Let us first load a model that should be in SIF format (3 columns CSV like):

library(CellNOptR)
pknmodel = readSIF(CNOdata("PKN-ToyMMB.sif"))

and plot it:

plotModel(pknmodel, output="PNG")

Example Tutorials 2

The red edges indicates an inhibitor whereas other black edges are normal links. As we will see in the next section, you can add a cnolist as an argument to colorize this plot.

Using the previous CNOlist data structure, you can color the nodes according to their functions:

cnolist = CNOlist(CNOdata("MD-ToyMMB.csv"))
plotModel(pknmodel, cnolist)

Red correspond to inhibitors, green to ligands and blue to measurements.

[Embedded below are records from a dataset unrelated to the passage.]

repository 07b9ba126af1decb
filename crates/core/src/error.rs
// Copyright (C) 2026 Fred Clausen
// Use of this source code is governed by an MIT-style
// license that can be found in the LICENSE file or at
// https://opensource.org/licenses/MIT.

use sambhram_domain::{DomainError, EventId};

/// Errors that can occur during state transitions.
#[derive(Debug, Clone, PartialEq, Eq)]
pub enum CoreError {
    /// A domain rule was violated.
    DomainViolation(DomainError),
    /// A team-only operation was requested for an individual event.
    NotATeamEvent(EventId),
    /// A member row does not exist.
    MemberIndexOutOfRange {
        /// The team event.
        event_id: EventId,
        /// The requested zero-based row.
        index: usize,
        /// Number of rows present.
        len: usize,
    },
    /// A checkout-form member row does not exist.
    FormMemberIndexOutOfRange {
        /// The requested zero-based row.
        index: usize,
        /// Number of rows present.
        len: usize,
    },
}

impl std::fmt::Display for CoreError {
    fn fmt(&self, f: &mut std::fmt::Formatter<'_>) -> std::fmt::Result {
        match self {
            Self::DomainViolation(err) => write!(f, "{err}"),
            Self::NotATeamEvent(id) => write!(f, "Event '{id}' does not take team registrations"),
            Self::MemberIndexOutOfRange {
                event_id,
                index,
                len,
            } => write!(
                f,
                "Member row {index} does not exist for event '{event_id}' ({len} rows)"
            ),
            Self::FormMemberIndexOutOfRange { index, len } => {
                write!(f, "Team member {index} does not exist ({len} rows)")
            }
        }
    }
}

impl std::error::Error for CoreError {}

impl From<DomainError> for CoreError {
    fn from(err: DomainError) -> Self {
        Self::DomainViolation(err)
    }
}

1.3. Boolean logic (one steady state)

Let us now optimise a MIDAS data set to a PKN network. First, let us load the data provided within CellNOpt:

library(CellNOptR)              # load the library
data(CNOlistToy, package="CellNOptR")                # load the data
cnolist = CNOlist(CNOlistToy)   # convert to a CNOlist instance
data(ToyModel, package="CellNOptR")                  # load the model
pknmodel = ToyModel             # rename it

You can visualize the Network (with data information) as follows:

plotModel(pknmodel, cnolist)

Example Tutorials 3

Preprocess the data before the optimisation:

model = preprocessing(cnolist, pknmodel, compression=TRUE)

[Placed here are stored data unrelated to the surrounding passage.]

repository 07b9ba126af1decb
// Copyright (C) 2026 Fred Clausen
// Use of this source code is governed by an MIT-style
// license that can be found in the LICENSE file or at
// https://opensource.org/licenses/MIT.

#![allow(clippy::expect_used, clippy::unwrap_used)]

mod helpers;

Note: The preprocessing performs 3 tasks. First, it removes nodes that are not connected to any cues (green nodes) or readouts (blue nodes). Second, it compresses nodes that are not cues, readouts or inhibitors (red nodes) except those that have multiple inputs AND ouputs (e.g. Mek node in this case). Finally, it expands the nodes that have multiple inputs by adding “and” gates.

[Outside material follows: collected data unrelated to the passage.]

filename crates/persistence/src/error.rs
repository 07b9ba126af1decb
// Copyright (C) 2026 Fred Clausen
// Use of this source code is governed by an MIT-style
// license that can be found in the LICENSE file or at
// https://opensource.org/licenses/MIT.

/// Errors raised while storing or restoring session and device state.
///
/// A stored value that no longer decodes is not an error; it is logged and
/// read as its default.
#[derive(Debug, Clone, PartialEq, Eq)]
pub enum PersistenceError {
    /// The database file could not be opened.
    ConnectionFailed(String),
    /// Embedded migrations could not be applied.
    MigrationFailed(String),
    /// A read, write or PRAGMA statement failed.
    Database(String),
    /// A value could not be encoded for storage.
    Encoding(String),
    /// The database path is not valid UTF-8.
    InvalidPath(String),
    /// A session id was empty or contained characters not allowed in a scope.
    InvalidSessionId(String),
}

impl std::fmt::Display for PersistenceError {
    fn fmt(&self, f: &mut std::fmt::Formatter<'_>) -> std::fmt::Result {
        match self {
            Self::ConnectionFailed(msg) => write!(f, "Could not open database: {msg}"),
            Self::MigrationFailed(msg) => write!(f, "Migration failed: {msg}"),
            Self::Database(msg) => write!(f, "Database error: {msg}"),
            Self::Encoding(msg) => write!(f, "Could not encode stored value: {msg}"),
            Self::InvalidPath(path) => write!(f, "Invalid database path: '{path}'"),
            Self::InvalidSessionId(id) => write!(f, "Invalid session id: '{id}'"),
        }
    }
}

impl std::error::Error for PersistenceError {}

impl From<diesel::result::Error> for PersistenceError {
    fn from(err: diesel::result::Error) -> Self {
        Self::Database(err.to_string())
    }
}

impl From<diesel::ConnectionError> for PersistenceError {
    fn from(err: diesel::ConnectionError) -> Self {
        Self::ConnectionFailed(err.to_string())
    }
}

impl From<serde_json::Error> for PersistenceError {
    fn from(err: serde_json::Error) -> Self {
        Self::Encoding(err.to_string())
    }
}

impl From<time::error::Format> for PersistenceError {
    fn from(err: time::error::Format) -> Self {
        Self::Encoding(err.to_string())
    }
}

As an exercice, you can plot the new processed model.

Now, let us optimise the model against the data with a Genetic Algorithm. There are many optimisation method available in the literature but a GA is good enough for this toy problem. In the following statement with use the gaBinaryT1 function that performs a boolean optimisation on the first time point only:

opt = gaBinaryT1(cnolist, model, verbose=TRUE)

and look at the scores over time:

plotFit(opt)

Example Tutorials 4

Since it has converged, we can now plot a figure that decomposes the fit of the best model against the data:

cutAndPlot(cnolist, model, bStrings=list(opt$bString))

In the resulting figure we can see that the specy NFkB has a high mismatch, which is indicated by the colored boxes

Example Tutorials 5

1.4. Boolean logic (two steady states)

Finally, we can repeat the previous procedure by including an analysis on a second time point. This can be done with a new set of data that includes 2 time points.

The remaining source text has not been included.